═════ EXCERPTED DATA ═════

//! Integrity hashing and permission auditing.

use std::fmt::Write as _;
use std::fs::{self, File, Metadata};
use std::io::{ErrorKind, Read};
use std::path::{Path, PathBuf};

use md5::Md5;
use sha1::Sha1;
use sha2::{Digest, Sha256, Sha512};
use walkdir::WalkDir;

use crate::domain::{
    AppError, FileRecord, HashAlgorithm, InsecureFile, PermissionFlags, ResourceKind, Result,
    SecurityScanResult,
};

use super::validator::{extension_of, resolve, DANGEROUS_EXTENSIONS};
use super::{set_mode, SecureFileOps};

const HASH_CHUNK_SIZE: usize = 4096;

const SECURE_DIR_MODE: u32 = 0o750;
const SECURE_FILE_MODE: u32 = 0o640;

const TEMP_DIR_PREFIX: &str = "blastdock_";
const TEMP_DIR_MODE: u32 = 0o700;

impl SecureFileOps {
    /// Hex digest of a file, streamed in fixed-size chunks.
    ///
    /// # Errors
    /// Returns a resource error if the file cannot be opened or read.
    pub fn hash(&self, path: &Path, algorithm: HashAlgorithm) -> Result<String> {
        let path = self.scoped(path);
        self.check_scope(&path)?;
        let file = File::open(&path).map_err(|e| stat_error(&path, e))?;

        let digest = match algorithm {
            HashAlgorithm::Md5 => digest_reader::<Md5>(file),
            HashAlgorithm::Sha1 => digest_reader::<Sha1>(file),
            HashAlgorithm::Sha256 => digest_reader::<Sha256>(file),
            HashAlgorithm::Sha512 => digest_reader::<Sha512>(file),
        };

        digest.map_err(|e| {
            AppError::resource_io(
                ResourceKind::NotReadable,
                &path,
                format!("Failed to calculate hash of {}", path.display()),
                e,
            )
        })
    }

    /// Compare a file's digest with `expected`, ignoring hex case.
    ///
    /// # Errors
    /// Returns `AppError::Integrity` on mismatch, or the hashing error.
    pub fn verify(&self, path: &Path, expected: &str, algorithm: HashAlgorithm) -> Result<()> {
        let actual = self.hash(path, algorithm)?;
        let expected = expected.trim();
        if actual.eq_ignore_ascii_case(expected) {
            Ok(())
        } else {
            Err(AppError::Integrity {
                path: self.scoped(path),
                expected: expected.to_string(),
                actual,
            })
        }
    }

    /// Inspect permissions and ownership of `path` as it is on disk right now.
    ///
    /// # Errors
    /// Returns a resource error if the path cannot be stat'ed.
    pub fn audit_permissions(&self, path: &Path) -> Result<FileRecord> {
        let path = self.scoped(path);
        self.check_scope(&path)?;
        let metadata = fs::metadata(&path).map_err(|e| stat_error(&path, e))?;
        Ok(file_record(&path, &metadata))
    }

    /// Recursively audit every directory and file below `path`.
    ///
    /// Symlinks are not followed into directories. Entries that cannot be read
    /// are reported as issues rather than aborting the scan.
    ///
    /// # Errors
    /// Returns error only if `path` exists but cannot be inspected.
    pub fn scan_directory(&self, path: &Path) -> Result<SecurityScanResult> {
        let root = self.scoped(path);
        self.check_scope(&root)?;
        if !root.exists() {
            return Ok(SecurityScanResult::default());
        }

        let mut result = SecurityScanResult {
            exists: true,
            ..SecurityScanResult::default()
        };

        for entry in WalkDir::new(&root).follow_links(false) {
            let entry = match entry {
                Ok(entry) => entry,
                Err(e) => {
                    let location = e
                        .path()
                        .map_or_else(|| root.display().to_string(), |p| p.display().to_string());
                    result
                        .security_issues
                        .push(format!("Unreadable entry {location}: {e}"));
                    continue;
                }
            };
            let entry_path = entry.path();

            if entry.file_type().is_dir() {
                if entry.depth() > 0 {
                    result.directory_count += 1;
                }
                let metadata = match entry.metadata() {
                    Ok(m) => m,
                    Err(e) => {
                        result
                            .security_issues
                            .push(format!("Unreadable entry {}: {e}", entry_path.display()));
                        continue;
                    }
                };
                let record = file_record(entry_path, &metadata);
                result.security_issues.extend(
                    record
                        .security_issues
                        .iter()
                        .map(|issue| format!("Directory {}: {issue}", entry_path.display())),
                );
                continue;
            }

            // Symlinked files are audited through their target.
            let metadata = match fs::metadata(entry_path) {
                Ok(m) if m.is_file() => m,
                Ok(_) => continue,
                Err(e) => {
                    tracing::debug!(path = %entry_path.display(), error = %e, "Skipping dangling entry");
                    continue;
                }
            };

            result.file_count += 1;
            result.total_size += metadata.len();

            let record = file_record(entry_path, &metadata);
            if !record.is_secure() {
                result.security_issues.extend(
                    record
                        .security_issues
                        .iter()
                        .map(|issue| format!("File {}: {issue}", entry_path.display())),
                );
                result.insecure_files.push(InsecureFile {
                    path: entry_path.to_path_buf(),
                    issues: record.security_issues,
                });
            }

            if DANGEROUS_EXTENSIONS.contains(&extension_of(entry_path).as_str()) {
                result
                    .security_issues
                    .push(format!("Dangerous file: {}", entry_path.display()));
                result.insecure_files.push(InsecureFile {
                    path: entry_path.to_path_buf(),
                    issues: vec!["Dangerous file extension".to_string()],
                });
            }
        }

        tracing::info!(
            path = %root.display(),
            files = result.file_count,
            directories = result.directory_count,
            issues = result.security_issues.len(),
            "Security scan completed"
        );

        Ok(result)
    }

    /// Restrict a file to `0o640` or a directory to `0o750`.
    ///
    /// # Errors
    /// Returns error if the path is missing or cannot be chmodded.
    pub fn set_secure_permissions(&self, path: &Path, is_directory: bool) -> Result<()> {
        let path = self.scoped(path);
        self.check_scope(&path)?;
        if !path.exists() {
            return Err(AppError::resource(
                ResourceKind::NotFound,
                &path,
                format!("File does not exist: {}", path.display()),
            ));
        }
        let mode = if is_directory {
            SECURE_DIR_MODE
        } else {
            SECURE_FILE_MODE
        };
        set_mode(&path, mode).map_err(|e| permission_error(&path, e))
    }

    /// Create a directory tree and set `mode` explicitly so the umask cannot widen it.
    ///
    /// # Errors
    /// Returns a validation error for unsafe paths, or the creation error.
    pub fn create_secure_directory(&self, path: &Path, mode: u32) -> Result<()> {
        let path = self.scoped(path);
        self.check_path(&path, None)?;
        fs::create_dir_all(&path)
            .map_err(|e| AppError::io(format!("Failed to create directory {}", path.display()), e))?;
        set_mode(&path, mode).map_err(|e| permission_error(&path, e))
    }

    /// Create a fresh `blastdock_*` directory under the system temp dir,
    /// readable only by the owner. It persists until `cleanup_temp_dir`.
    ///
    /// # Errors
    /// Returns error if the directory cannot be created or restricted.
    pub fn create_temp_dir() -> Result<PathBuf> {
        let dir = tempfile::Builder::new()
            .prefix(TEMP_DIR_PREFIX)
            .tempdir()
            .map_err(|e| AppError::io("Failed to create temporary directory", e))?
            .keep();
        set_mode(&dir, TEMP_DIR_MODE).map_err(|e| permission_error(&dir, e))?;

        tracing::debug!(path = %dir.display(), "Temporary directory created");
        Ok(dir)
    }

    /// Remove a directory tree below the system temp dir.
    ///
    /// Returns `false` without touching anything if `path` is missing, is not
    /// a directory, or lies outside the temp dir.
    ///
    /// # Errors
    /// Returns error if the removal itself fails.
    pub fn cleanup_temp_dir(path: &Path) -> Result<bool> {
        let temp_root = resolve(&std::env::temp_dir());
        let target = resolve(path);

        if !target.is_dir() {
            return Ok(false);
        }
        if target == temp_root || !target.starts_with(&temp_root) {
            tracing::warn!(path = %path.display(), "Refusing to remove directory outside temp dir");
            return Ok(false);
        }

        fs::remove_dir_all(&target).map_err(|e| {
            AppError::io(format!("Failed to remove temporary directory {}", target.display()), e)
        })?;
        tracing::debug!(path = %target.display(), "Temporary directory removed");
        Ok(true)
    }
}

fn digest_reader<D: Digest>(mut reader: impl Read) -> std::io::Result<String> {
    let mut hasher = D::new();
    let mut buf = [0u8; HASH_CHUNK_SIZE];
    loop {
        let n = match reader.read(&mut buf) {
            Ok(0) => break,
            Ok(n) => n,
            Err(e) if e.kind() == ErrorKind::Interrupted => continue,
            Err(e) => return Err(e),
        };
        hasher.update(&buf[..n]);
    }

    let digest = hasher.finalize();
    let mut hex = String::with_capacity(digest.len() * 2);
    for byte in digest.iter() {
        let _ = write!(hex, "{byte:02x}");
    }
    Ok(hex)
}

/// Build a record and classify its issues.
fn file_record(path: &Path, metadata: &Metadata) -> FileRecord {
    let (mode, uid, gid) = ownership(metadata);
    let permissions = PermissionFlags::from_mode(mode);
    let is_directory = metadata.is_dir();

    let mut security_issues = Vec::new();
    if permissions.other_write {
        security_issues.push("File is world-writable".to_string());
    }
    if permissions.other_execute && !is_directory {
        security_issues.push("File is world-executable".to_string());
    }
    if permissions.group_write {
        security_issues.push("File is group-writable".to_string());
    }

    FileRecord {
        path: path.to_path_buf(),
        size: metadata.len(),
        mode,
        permissions,
        octal: format!("{:03o}", mode & 0o777),
        is_directory,
        owner_uid: uid,
        group_gid: gid,
        security_issues,
    }
}

#[cfg(unix)]
fn ownership(metadata: &Metadata) -> (u32, u32, u32) {
    use std::os::unix::fs::MetadataExt;
    (metadata.mode(), metadata.uid(), metadata.gid())
}

#[cfg(not(unix))]
fn ownership(metadata: &Metadata) -> (u32, u32, u32) {
    let mode = if metadata.permissions().readonly() { 0o444 } else { 0o644 };
    (mode, 0, 0)
}

fn stat_error(path: &Path, err: std::io::Error) -> AppError {
    let (kind, message) = match err.kind() {
        ErrorKind::NotFound => (ResourceKind::NotFound, "File does not exist"),
        ErrorKind::PermissionDenied => (ResourceKind::PermissionDenied, "Permission denied"),
        _ => (ResourceKind::NotReadable, "Cannot inspect file"),
    };
    AppError::resource_io(kind, path, format!("{message}: {}", path.display()), err)
}

fn permission_error(path: &Path, err: std::io::Error) -> AppError {
    AppError::resource_io(
        ResourceKind::PermissionDenied,
        path,
        format!("Failed to set permissions on {}", path.display()),
        err,
    )
}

═════

PROBLEM TO SOLVE: The response must consist of the lines above, from the first one through the line containing "the hashing error.", reproduced exactly.

WRITTEN SOLUTION:
//! Integrity hashing and permission auditing.

use std::fmt::Write as _;
use std::fs::{self, File, Metadata};
use std::io::{ErrorKind, Read};
use std::path::{Path, PathBuf};

use md5::Md5;
use sha1::Sha1;
use sha2::{Digest, Sha256, Sha512};
use walkdir::WalkDir;

use crate::domain::{
    AppError, FileRecord, HashAlgorithm, InsecureFile, PermissionFlags, ResourceKind, Result,
    SecurityScanResult,
};

use super::validator::{extension_of, resolve, DANGEROUS_EXTENSIONS};
use super::{set_mode, SecureFileOps};

const HASH_CHUNK_SIZE: usize = 4096;

const SECURE_DIR_MODE: u32 = 0o750;
const SECURE_FILE_MODE: u32 = 0o640;

const TEMP_DIR_PREFIX: &str = "blastdock_";
const TEMP_DIR_MODE: u32 = 0o700;

impl SecureFileOps {
    /// Hex digest of a file, streamed in fixed-size chunks.
    ///
    /// # Errors
    /// Returns a resource error if the file cannot be opened or read.
    pub fn hash(&self, path: &Path, algorithm: HashAlgorithm) -> Result<String> {
        let path = self.scoped(path);
        self.check_scope(&path)?;
        let file = File::open(&path).map_err(|e| stat_error(&path, e))?;

        let digest = match algorithm {
            HashAlgorithm::Md5 => digest_reader::<Md5>(file),
            HashAlgorithm::Sha1 => digest_reader::<Sha1>(file),
            HashAlgorithm::Sha256 => digest_reader::<Sha256>(file),
            HashAlgorithm::Sha512 => digest_reader::<Sha512>(file),
        };

        digest.map_err(|e| {
            AppError::resource_io(
                ResourceKind::NotReadable,
                &path,
                format!("Failed to calculate hash of {}", path.display()),
                e,
            )
        })
    }

    /// Compare a file's digest with `expected`, ignoring hex case.
    ///
    /// # Errors
    /// Returns `AppError::Integrity` on mismatch, or the hashing error.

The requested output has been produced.